Is it worth dropping $1,000 just to get into a New York City restaurant?
The 30,000 people who have flocked to a service called Appointment Trader to buy reservations at some of the city’s hottest dining spots seemingly think so. Now, that practice is coming under threat from New York’s proposed Restaurant Reservation Anti-Piracy Act.
But far from suddenly making scoring a table at Carbone, Côté, Coqodaq or Don Angie a breeze, the bill isn’t guaranteed to free up significantly more tables, say restaurant owners, booking sites and reservation resellers. That’s because the hot spots are, well, simply too hot.
“There are some restaurants that people can’t get into,” said Joel Montaniel, chief executive of the reservation booking platform Sevenrooms, who works with companies like Danny Meyer’s Union Square Hospitality Group. “I’ve even talked to restaurateurs; we’ve hosted them on panels and asked them for tips to get in, and they say, ‘I don’t have them.’ ”
If Gov. Kathy Hochul signs the bill that passed this month into law, websites would require permission from restaurants to offer bookings. It is ostensibly targeted at curbing bots, used by scalpers to scoop up spots for sale to diners willing to pay for entry into establishments that are hyped as the places to see and be seen. The practice has been blamed for exacerbating a mania over reservations for the city’s hard-to-get-into restaurants and skewing the playing field toward the wealthier set.
The prospective law won’t affect platforms like Resy, Sevenrooms and OpenTable, which partner with restaurants directly by charging a monthly fee. But services like Appointment Trader and Cita may no longer be able to advertise the city’s hottest tables.
Appointment Trader founder Jonas Frey rejects the idea that his website contributed to a scarcity of reservations in New York City. Instead, he believes his platform took off because of the lack of available tables.
“There were just too many diners for too few restaurants,” Frey said. “I believe we’re serving a need. That’s why it worked.”
The platform has sold over $6 million in reservations over the past year, according to its website. It has some provisions in place against scalpers and bots, Frey said.
If users sell less than half of their listed tables, their account receives a warning. Accounts that sell less than a quarter are suspended.
If the New York bill becomes law, diners would simply turn to influential concierges or pricy prepaid reservation services, Frey said. In that case, he’ll focus on other restaurant hubs.
“We’re certainly not going to stop operating because we can’t operate in New York,” Frey said, adding that his website’s current peak demand is in European cities like Paris. Cita founder Arya Toufanian, meanwhile, said he is eyeing other ways to continue operations in New York, though he doesn’t know exactly what form that might take under new restrictions.
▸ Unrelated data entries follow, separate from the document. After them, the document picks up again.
impl RRTree {
    /// Create a new tree file at `path`, replacing any existing one.
    pub fn create(path: impl AsRef<Path>, config: RRTreeConfig) -> RRTreeResult<Self> {
        config.validate()?;
        let tree = DiskRTree::create(path, config.node_capacity(), config.cache_pages())?;
        Ok(Self::with_tree(tree, config))
    }

    /// Open an existing tree file. Node capacities are read from the file;
    /// every other setting comes from `config`.
    pub fn open(path: impl AsRef<Path>, config: RRTreeConfig) -> RRTreeResult<Self> {
        config.validate()?;
        let tree = DiskRTree::open(path, config.cache_pages())?;
        if tree.capacity() != config.node_capacity() {
            debug!(
                "using stored node capacity {:?} instead of {:?}",
                tree.capacity(),
                config.node_capacity()
            );
        }
        Ok(Self::with_tree(tree, config))
    }

    fn with_tree(tree: DiskRTree, config: RRTreeConfig) -> Self {
        let state = RRTreeState {
            tree,
            buffer: UpdateBuffer::new(config.buffer_capacity()),
            modifier: LeafNodeModifier::from_settings(config.piggybacking(), config.tracer()),
            group_maker: OperationGroupMaker::new(config.grouping_strategy()),
            stats: RRTreeStats::default(),
        };
        Self {
            config,
            state: Mutex::new(state),
        }
    }

    pub fn config(&self) -> &RRTreeConfig {
        &self.config
    }

    /// Buffers the insertion of `id` with `bbox`.
    pub fn insert(&self, bbox: BoundingBox, id: u64) -> RRTreeResult<BufferOutcome> {
        validate_bbox(&bbox)?;
        self.buffer_operation(OperationEntry::insertion(LeafEntry::new(bbox, id)))
    }

    /// Buffers the deletion of `id` stored with exactly `bbox`.
    pub fn delete(&self, bbox: BoundingBox, id: u64) -> RRTreeResult<BufferOutcome> {
        validate_bbox(&bbox)?;
        self.buffer_operation(OperationEntry::deletion(LeafEntry::new(bbox, id)))
    }

    fn buffer_operation(&self, entry: OperationEntry<LeafEntry>) -> RRTreeResult<BufferOutcome> {
        let mut state = self.state.lock();
        state.check_open()?;

        // Reinserting an item whose deletion is pending: the deletion goes
        // away, and so does the insertion if the tree still holds the item.
        // The tree is counted before the buffer changes, so a failed read
        // leaves the pending deletion in place.
        if entry.is_insertion() && state.buffer.has_pending_deletion(entry.data()) {
            let committed = state.tree.count_entry(entry.data())?;
            state.buffer.remove_exact_entry(&entry.opposite());
            if committed > 0 {
                debug!("insertion of {:?} cancelled a pending deletion", entry.data());
                state.stats.annihilated_operations += 1;
                return Ok(BufferOutcome::Annihilated);
            }
        }

        let outcome = state.buffer.add(entry);
        match outcome {
            BufferOutcome::Buffered => state.stats.buffered_operations += 1,
            BufferOutcome::Annihilated => state.stats.annihilated_operations += 1,
            BufferOutcome::Duplicate => state.stats.duplicate_operations += 1,
        }

        if state.buffer.is_full() {
            state.flush_buffer()?;
        }
        Ok(outcome)
    }

    /// Ids of entries intersecting `bbox`, buffered operations included.
    pub fn find_intersecting_keys(&self, bbox: &BoundingBox) -> RRTreeResult<Vec<u64>> {
        self.find_keys(bbox, SearchMode::Intersecting)
    }

    /// Ids of entries lying entirely inside `bbox`, buffered operations included.
    pub fn find_contained_keys(&self, bbox: &BoundingBox) -> RRTreeResult<Vec<u64>> {
        self.find_keys(bbox, SearchMode::Contained)
    }

    fn find_keys(&self, query: &BoundingBox, mode: SearchMode) -> RRTreeResult<Vec<u64>> {
        let mut guard = self.state.lock();
        let state = &mut *guard;
        state.check_open()?;

        let mut found = Vec::new();
        let searched = {
            let mut pass = PiggybackPass::new(
                &mut state.modifier,
                &state.buffer,
                self.config.use_epsilon(),
                self.config.epsilon(),
            );
            state.tree.search(query, mode, &mut pass, |entry| found.push(*entry))
        };

        // Leaves piggybacked before a failure are already rewritten, so
        // their operations are committed either way.
        let mut piggybacked = PiggybackStatistics::default();
        state
            .modifier
            .finalize_modifications(&mut state.buffer, &mut state.tree, &mut piggybacked);

        let stats = &mut state.stats;
        stats.piggybacked_insertions += piggybacked.insertions;
        stats.piggybacked_deletions += piggybacked.deletions;
        let report = searched?;
        stats.unpiggybackable_insertions += report.unpiggybackable_insertions;
        stats.unpiggybackable_deletions += report.unpiggybackable_deletions;
        stats.leaves_changed += report.leaves_changed;

        // A pending deletion hides one stored copy of its item.
        let mut copies: IndexMap<LeafEntry, usize> = IndexMap::new();
        for entry in found {
            *copies.entry(entry).or_insert(0) += 1;
        }
        let mut keys = IndexSet::new();
        for (entry, count) in copies {
            if count > usize::from(state.buffer.has_pending_deletion(&entry)) {
                keys.insert(entry.id);
            }
        }
        for pending in state.buffer.query_intersecting(query) {
            if pending.is_insertion() && mode.matches(query, &pending.data().bbox) {
                keys.insert(pending.data().id);
            }
        }
        Ok(keys.into_iter().collect())
    }

    /// Applies every buffered operation to the disk tree.
    pub fn flush_buffer(&self) -> RRTreeResult<FlushReport> {
        let mut state = self.state.lock();
        state.check_open()?;
        state.flush_buffer()
    }

    /// Committed entries in the disk tree. Buffered operations are not counted.
    pub fn size(&self) -> u64 {
        self.state.lock().tree.size()
    }

    pub fn pending_operations(&self) -> usize {
        self.state.lock().buffer.len()
    }

    pub fn height(&self) -> u32 {
        self.state.lock().tree.height()
    }

    pub fn stats(&self) -> RRTreeStats {
        let state = self.state.lock();
        let mut stats = state.stats.clone();
        stats.deletion_splits = state.group_maker.deletion_splits().clone();
        stats
    }

    pub fn tree_stats(&self) -> TreeStats {
        self.state.lock().tree.stats()
    }

    pub fn check_integrity(&self) -> RRTreeResult<IntegrityReport> {
        self.state.lock().tree.check_integrity()
    }

    /// Writes dirty pages and the header without touching the buffer.
    pub fn sync(&self) -> RRTreeResult<()> {
        let state = self.state.lock();
        state.check_open()?;
        state.tree.flush()
    }

    pub fn is_closed(&self) -> bool {
        self.state.lock().tree.is_closed()
    }

    /// Flushes the buffer, then closes the disk tree.
    pub fn close(&self) -> RRTreeResult<()> {
        let mut state = self.state.lock();
        if state.tree.is_closed() {
            return Ok(());
        }
        state.flush_buffer()?;
        state.tree.close()
    }

    /// Discards every committed entry and every buffered operation.
    pub fn clear(&self) -> RRTreeResult<()> {
        let mut state = self.state.lock();
        state.check_open()?;
        state.buffer.clear();
        state.tree.clear()?;
        state.group_maker.reset_statistics();
        state.stats = RRTreeStats::default();
        debug!("cleared tree and update buffer");
        Ok(())
    }
}
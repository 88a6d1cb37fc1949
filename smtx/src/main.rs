//! A terminal multiplexer.
//!
//! Wires together the CLI, logging, global state, and the event loop, and
//! translates any startup failure into a non-zero exit code.

use clap::Parser;
use simplelog::{Config, LevelFilter, WriteLogger};

use smtx::app::App;
use smtx::error::{Error, Result};
use smtx::{cli, render};

fn main() -> std::process::ExitCode {
    match run() {
        Ok(()) => std::process::ExitCode::SUCCESS,
        Err(e) => {
            eprintln!("smtx: {e}");
            std::process::ExitCode::FAILURE
        }
    }
}

fn run() -> Result<()> {
    let cli = cli::Cli::parse();

    let log_file = std::fs::File::create(&cli.log_file).map_err(Error::Io)?;
    WriteLogger::init(LevelFilter::Info, Config::default(), log_file).map_err(|e| Error::Startup(e.to_string()))?;
    log::info!("smtx starting up");

    let (cols, rows) = crossterm::terminal::size().map_err(Error::Io)?;

    let mut app = App::new(cli.command_byte(), cli.width, cli.history, cli.term_value(), rows, cols);
    app.bootstrap()?;

    let _guard = render::TerminalGuard::enter()?;
    let result = app.run();

    log::info!("smtx shutting down");
    result
}
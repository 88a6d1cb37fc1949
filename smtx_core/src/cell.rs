//! Terminal cell types.
//!
//! A `Cell` represents one character position in the terminal grid. Most cells
//! are 24 bytes on the stack. Only cells with combining marks allocate heap
//! storage via `CellExtra`.

use bitflags::bitflags;
use unicode_width::UnicodeWidthChar;
use vte::ansi::Color;

bitflags! {
    /// Per-cell attribute flags (SGR and internal).
    #[derive(Debug, Clone, Copy, PartialEq, Eq)]
    pub struct CellFlags: u16 {
        const BOLD              = 1 << 0;
        const DIM               = 1 << 1;
        const ITALIC            = 1 << 2;
        const UNDERLINE         = 1 << 3;
        const BLINK             = 1 << 4;
        const INVERSE           = 1 << 5;
        const HIDDEN            = 1 << 6;
        const WIDE_CHAR         = 1 << 7;
        const WIDE_CHAR_SPACER  = 1 << 8;
        const WRAP              = 1 << 9;
    }
}

impl Default for CellFlags {
    fn default() -> Self {
        Self::empty()
    }
}

/// Heap-allocated optional data for cells that need it.
///
/// Only allocated when a cell has combining marks. Normal cells keep
/// `extra: None` (zero overhead).
#[derive(Debug, Clone, PartialEq, Eq, Default)]
pub struct CellExtra {
    /// Combining marks and zero-width characters appended to this cell.
    pub zerowidth: Vec<char>,
}

impl CellExtra {
    /// Create an empty extra with all fields at their defaults.
    pub fn new() -> Self {
        Self::default()
    }
}

/// One character position in the terminal grid.
///
/// Target size: 24 bytes. Fields are ordered to minimize padding:
/// `char(4) + Color(4) + Color(4) + CellFlags(2) + pad(2) + Option<Box>(8)`.
#[derive(Debug, Clone, PartialEq, Eq)]
pub struct Cell {
    /// The character stored in this cell.
    pub ch: char,
    /// Foreground color (deferred palette resolution).
    pub fg: Color,
    /// Background color (deferred palette resolution).
    pub bg: Color,
    /// SGR attribute flags.
    pub flags: CellFlags,
    /// Optional heap data for combining marks, underline color, or hyperlinks.
    pub extra: Option<Box<CellExtra>>,
}

const _: () = assert!(size_of::<Cell>() <= 24);

impl Default for Cell {
    fn default() -> Self {
        Self {
            ch: ' ',
            fg: Color::Named(vte::ansi::NamedColor::Foreground),
            bg: Color::Named(vte::ansi::NamedColor::Background),
            flags: CellFlags::empty(),
            extra: None,
        }
    }
}

impl Cell {
    /// Reset this cell to match the given template.
    pub fn reset(&mut self, template: &Self) {
        self.ch = template.ch;
        self.fg = template.fg;
        self.bg = template.bg;
        self.flags = template.flags;
        self.extra.clone_from(&template.extra);
    }

    /// Returns `true` if this cell is visually empty (space, default colors, no flags).
    pub fn is_empty(&self) -> bool {
        self.ch == ' '
            && self.fg == Color::Named(vte::ansi::NamedColor::Foreground)
            && self.bg == Color::Named(vte::ansi::NamedColor::Background)
            && self.flags.is_empty()
            && self.extra.is_none()
    }

    /// Display width of this cell's character.
    ///
    /// Respects the `WIDE_CHAR` flag and falls back to `unicode-width`.
    pub fn width(&self) -> usize {
        if self.flags.contains(CellFlags::WIDE_CHAR) {
            return 2;
        }
        if self.flags.contains(CellFlags::WIDE_CHAR_SPACER) {
            return 0;
        }
        UnicodeWidthChar::width(self.ch).unwrap_or(1)
    }

    /// Append a combining mark (zero-width character) to this cell.
    ///
    /// Lazily allocates `CellExtra` on first combining mark.
    pub fn push_zerowidth(&mut self, ch: char) {
        let extra = self.extra.get_or_insert_with(|| Box::new(CellExtra::new()));
        extra.zerowidth.push(ch);
    }
}

#[cfg(test)]
mod tests {
    use vte::ansi::{Color, NamedColor};

    use super::{Cell, CellExtra, CellFlags};

    #[test]
    fn size_assertion() {
        assert!(
            size_of::<Cell>() <= 24,
            "Cell is {} bytes, expected <= 24",
            size_of::<Cell>()
        );
    }

    #[test]
    fn default_cell_is_space_with_default_colors() {
        let cell = Cell::default();
        assert_eq!(cell.ch, ' ');
        assert_eq!(cell.fg, Color::Named(NamedColor::Foreground));
        assert_eq!(cell.bg, Color::Named(NamedColor::Background));
        assert!(cell.flags.is_empty());
        assert!(cell.extra.is_none());
    }

    #[test]
    fn reset_clears_to_template() {
        let mut cell = Cell::default();
        cell.ch = 'X';
        cell.flags = CellFlags::BOLD;

        let template = Cell::default();
        cell.reset(&template);

        assert_eq!(cell.ch, ' ');
        assert!(cell.flags.is_empty());
    }

    #[test]
    fn is_empty_for_default() {
        assert!(Cell::default().is_empty());
    }

    #[test]
    fn is_empty_false_after_setting_char() {
        let mut cell = Cell::default();
        cell.ch = 'A';
        assert!(!cell.is_empty());
    }

    #[test]
    fn wide_char_width() {
        let mut cell = Cell::default();
        cell.ch = '好';
        cell.flags = CellFlags::WIDE_CHAR;
        assert_eq!(cell.width(), 2);
    }

    #[test]
    fn spacer_width() {
        let mut cell = Cell::default();
        cell.flags = CellFlags::WIDE_CHAR_SPACER;
        assert_eq!(cell.width(), 0);
    }

    #[test]
    fn normal_char_width() {
        let mut cell = Cell::default();
        cell.ch = 'A';
        assert_eq!(cell.width(), 1);
    }

    #[test]
    fn extra_is_none_for_normal_cells() {
        let cell = Cell::default();
        assert!(cell.extra.is_none());
    }

    #[test]
    fn extra_created_for_zerowidth() {
        let mut cell = Cell::default();
        cell.extra = Some(Box::new(CellExtra {
            zerowidth: vec!['\u{0301}'],
        }));
        assert!(cell.extra.is_some());
        assert_eq!(cell.extra.as_ref().unwrap().zerowidth, vec!['\u{0301}']);
    }

    #[test]
    fn push_zerowidth_creates_extra() {
        let mut cell = Cell::default();
        assert!(cell.extra.is_none());

        // U+0301 COMBINING ACUTE ACCENT.
        cell.push_zerowidth('\u{0301}');

        assert!(cell.extra.is_some());
        assert_eq!(cell.extra.as_ref().unwrap().zerowidth, vec!['\u{0301}']);
    }

    #[test]
    fn cellflags_set_clear_query() {
        let mut flags = CellFlags::empty();
        assert!(!flags.contains(CellFlags::BOLD));

        flags |= CellFlags::BOLD;
        assert!(flags.contains(CellFlags::BOLD));

        flags &= !CellFlags::BOLD;
        assert!(!flags.contains(CellFlags::BOLD));
    }

    #[test]
    fn cellflags_combine() {
        let flags = CellFlags::BOLD | CellFlags::ITALIC | CellFlags::UNDERLINE;
        assert!(flags.contains(CellFlags::BOLD));
        assert!(flags.contains(CellFlags::ITALIC));
        assert!(flags.contains(CellFlags::UNDERLINE));
        assert!(!flags.contains(CellFlags::DIM));
    }
}
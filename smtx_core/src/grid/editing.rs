//! Grid editing operations.
//!
//! Character insertion, deletion, and erase operations. These are the
//! primitives the VTE handler calls for writing text and manipulating
//! grid content.

use unicode_width::UnicodeWidthChar;

use crate::cell::CellFlags;
use crate::index::Column;

use super::Grid;

/// Erase mode for display and line erase operations.
#[derive(Debug, Clone, Copy, PartialEq, Eq)]
pub enum EraseMode {
    /// Erase from cursor to end (of display or line).
    Below,
    /// Erase from start (of display or line) to cursor.
    Above,
    /// Erase entire (display or line).
    All,
    /// Erase scrollback buffer only (display erase only).
    Scrollback,
}

impl Grid {
    /// Write a character at the cursor position.
    ///
    /// Handles wide characters (writes cell + spacer), wrap at end of line,
    /// and clearing overwritten wide char pairs.
    pub fn put_char(&mut self, ch: char) {
        let width = UnicodeWidthChar::width(ch).unwrap_or(1);
        let cols = self.cols;
        let line = self.cursor.line();
        let col = self.cursor.col().0;

        // If a pending wrap is active and we're at the last column, wrap now.
        if col >= cols {
            // Wrap: mark current row, move to next line.
            self.rows[line][Column(cols - 1)].flags |= CellFlags::WRAP;
            self.linefeed();
            self.cursor.set_col(Column(0));
            return self.put_char(ch);
        }

        // For wide chars at the last column, wrap instead of splitting.
        if width == 2 && col + 1 >= cols {
            self.rows[line][Column(col)].flags |= CellFlags::WRAP;
            self.linefeed();
            self.cursor.set_col(Column(0));
            return self.put_char(ch);
        }

        // Clear any wide char pair that we're overwriting.
        self.clear_wide_char_at(line, col);

        // Write the character.
        let template = self.cursor.template.clone();
        let cell = &mut self.rows[line][Column(col)];
        cell.ch = ch;
        cell.fg = template.fg;
        cell.bg = template.bg;
        cell.flags = template.flags;
        cell.extra = None;

        if width == 2 {
            cell.flags |= CellFlags::WIDE_CHAR;

            // Write the spacer in the next column.
            if col + 1 < cols {
                self.clear_wide_char_at(line, col + 1);
                let spacer = &mut self.rows[line][Column(col + 1)];
                spacer.ch = ' ';
                spacer.fg = template.fg;
                spacer.bg = template.bg;
                spacer.flags = CellFlags::WIDE_CHAR_SPACER;
                spacer.extra = None;
            }
        }

        // Advance cursor by character width.
        let new_col = col + width;
        self.cursor.set_col(Column(new_col));
    }

    /// Write a character at the cursor under insert mode (IRM).
    ///
    /// Shifts existing cells right by the character's display width before
    /// writing, instead of overwriting them.
    pub fn put_char_insert(&mut self, ch: char) {
        let width = UnicodeWidthChar::width(ch).unwrap_or(1);
        let col = self.cursor.col().0;
        if col < self.cols {
            self.insert_blank(width.min(self.cols - col));
        }
        self.put_char(ch);
    }

    /// Insert `count` blank cells at the cursor, shifting existing cells right.
    ///
    /// Cells that shift past the right edge are lost.
    pub fn insert_blank(&mut self, count: usize) {
        let line = self.cursor.line();
        let col = self.cursor.col().0;
        let cols = self.cols;
        let template = self.cursor.template.clone();

        if col >= cols {
            return;
        }

        let count = count.min(cols - col);
        let row = &mut self.rows[line];
        let cells = row.as_mut_slice();

        // Shift cells right by swapping (no allocation).
        for i in (col + count..cols).rev() {
            cells.swap(i, i - count);
        }

        // Reset the gap cells in-place.
        for cell in &mut cells[col..col + count] {
            cell.reset(&template);
        }

        // The swap touched every cell from `col` to the end of the row.
        row.set_occ(cols);
    }

    /// Delete `count` cells at the cursor, shifting remaining cells left.
    ///
    /// New cells at the right edge are blank.
    pub fn delete_chars(&mut self, count: usize) {
        let line = self.cursor.line();
        let col = self.cursor.col().0;
        let cols = self.cols;
        let template = self.cursor.template.clone();

        if col >= cols {
            return;
        }

        let count = count.min(cols - col);
        let row = &mut self.rows[line];
        let cells = row.as_mut_slice();

        // Shift cells left by swapping (no allocation).
        for i in col..cols - count {
            cells.swap(i, i + count);
        }

        // Reset the vacated right cells in-place.
        for cell in &mut cells[cols - count..cols] {
            cell.reset(&template);
        }

        // The swap touched every cell from `col` to the end of the row.
        row.set_occ(cols);
    }

    /// Erase part or all of the display.
    pub fn erase_display(&mut self, mode: EraseMode) {
        let template = self.cursor.template.clone();
        match mode {
            EraseMode::Below => {
                // Erase from cursor to end of current line.
                self.erase_line(EraseMode::Below);
                // Erase all lines below cursor.
                for line in self.cursor.line() + 1..self.lines {
                    self.rows[line].reset(self.cols, &template);
                }
            }
            EraseMode::Above => {
                // Erase from start of current line to cursor.
                self.erase_line(EraseMode::Above);
                // Erase all lines above cursor.
                for line in 0..self.cursor.line() {
                    self.rows[line].reset(self.cols, &template);
                }
            }
            EraseMode::All => {
                for line in 0..self.lines {
                    self.rows[line].reset(self.cols, &template);
                }
            }
            EraseMode::Scrollback => {
                self.scrollback.clear();
                self.display_offset = 0;
            }
        }
    }

    /// Erase part or all of the current line.
    pub fn erase_line(&mut self, mode: EraseMode) {
        let line = self.cursor.line();
        let col = self.cursor.col().0;
        let cols = self.cols;
        let template = self.cursor.template.clone();

        debug_assert!(
            mode != EraseMode::Scrollback,
            "Scrollback mode not applicable to erase_line"
        );

        match mode {
            EraseMode::Below => {
                for i in col..cols {
                    self.rows[line][Column(i)].reset(&template);
                }
            }
            EraseMode::Above => {
                for i in 0..=col.min(cols - 1) {
                    self.rows[line][Column(i)].reset(&template);
                }
            }
            EraseMode::All => {
                self.rows[line].reset(cols, &template);
            }
            // Scrollback clearing has no meaning at the line level (CSI 3 K
            // doesn't exist in xterm/ECMA-48). Treat as no-op in release builds.
            EraseMode::Scrollback => {}
        }
    }

    /// Erase `count` cells starting at cursor (replace with template, don't shift).
    pub fn erase_chars(&mut self, count: usize) {
        let line = self.cursor.line();
        let col = self.cursor.col().0;
        let cols = self.cols;
        let template = self.cursor.template.clone();

        let end = (col + count).min(cols);
        for i in col..end {
            self.rows[line][Column(i)].reset(&template);
        }
    }

    /// Clear any wide char pair at the given position.
    ///
    /// If the cell is a wide char spacer, clears the preceding wide char.
    /// If the cell is a wide char, clears its trailing spacer.
    fn clear_wide_char_at(&mut self, line: usize, col: usize) {
        let cols = self.cols;

        if col >= cols {
            return;
        }

        let flags = self.rows[line][Column(col)].flags;

        // Overwriting a spacer: clear the wide char that owns it.
        if flags.contains(CellFlags::WIDE_CHAR_SPACER) && col > 0 {
            let prev = &mut self.rows[line][Column(col - 1)];
            prev.ch = ' ';
            prev.flags.remove(CellFlags::WIDE_CHAR);
        }

        // Overwriting a wide char: clear its spacer.
        if flags.contains(CellFlags::WIDE_CHAR) && col + 1 < cols {
            let next = &mut self.rows[line][Column(col + 1)];
            next.ch = ' ';
            next.flags.remove(CellFlags::WIDE_CHAR_SPACER);
        }
    }
}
While the bill probably won’t help diners score reservations more easily, it’s likely to be appreciated by restaurants. Sevenrooms’ Montaniel said the legislation would be especially welcome in New York, where cancellation rates are higher than anywhere else in the U.S.
According to Sevenrooms data, the cancellation rate for restaurants in New York City grew to 19% last month versus 17.5% in May last year. By comparison, the national cancellation rate dropped to 11.6% in May 2024 from 12.5% a year earlier.
That’s why Amy Zhou, executive director of operations for Gracious Hospitality — which includes Côté and Coqodaq — worked with the New York State Restaurant Association to get the legislation passed.
Zhou estimates that on a busy night, Côté will serve around 400 customers its tableside grilled beef. Meanwhile, it will lose as many as 100 reservations to bot-driven cancellations and no shows. Lost revenue is at least $10,000 on nights when the no-show rate is high, based on an average expenditure of $100 to $150 per customer.
It became such a problem that the company took a number of reservations offline so customers could book them by phone. “About a year ago, we had to bring in two extra reservationists,” Zhou said. “It’s their job to audit the books every day and fill them with legit reservations.”
If the bill is passed into law and the problem is at least somewhat alleviated, “we’ll find something else for them to do in the company,” she said.
Still, Matt Tucker — a supporter of the bill who is the head of reservation booking website Tock — understands it might not be enough to completely solve the problems over reservations. “Legislation can only do so much,” he said. “It’s supply and demand that’s going to drive real outcomes here.”
Some others who have benefited from the demand for reservations are undeterred, for now. Alex Eisler, a rising junior at Brown University studying applied mathematics and computer science, said he has made about $100,000 selling reservations for places like Côté. He got into the business when he purchased a table for 4 Charles Prime Rib on a weekend trip to New York.
“The whole process worked great,” he said, prompting him to ask himself, “How hard is it to actually be one of the people selling reservations?”
Since then, Eisler said, he has spent anywhere from half an hour to two hours a day in between classes booking reservations — once even telling a restaurant he needed a table for a proposal so he could get in. Eisler also uses his own bot software to secure tables at the time they are released, a strategy he said puts him “ahead of other people.”
If Hochul signs the New York bill into law, Eisler may well ditch his side gig. “Until then,” he said, “I wouldn’t say there’s a reason for me to stop.”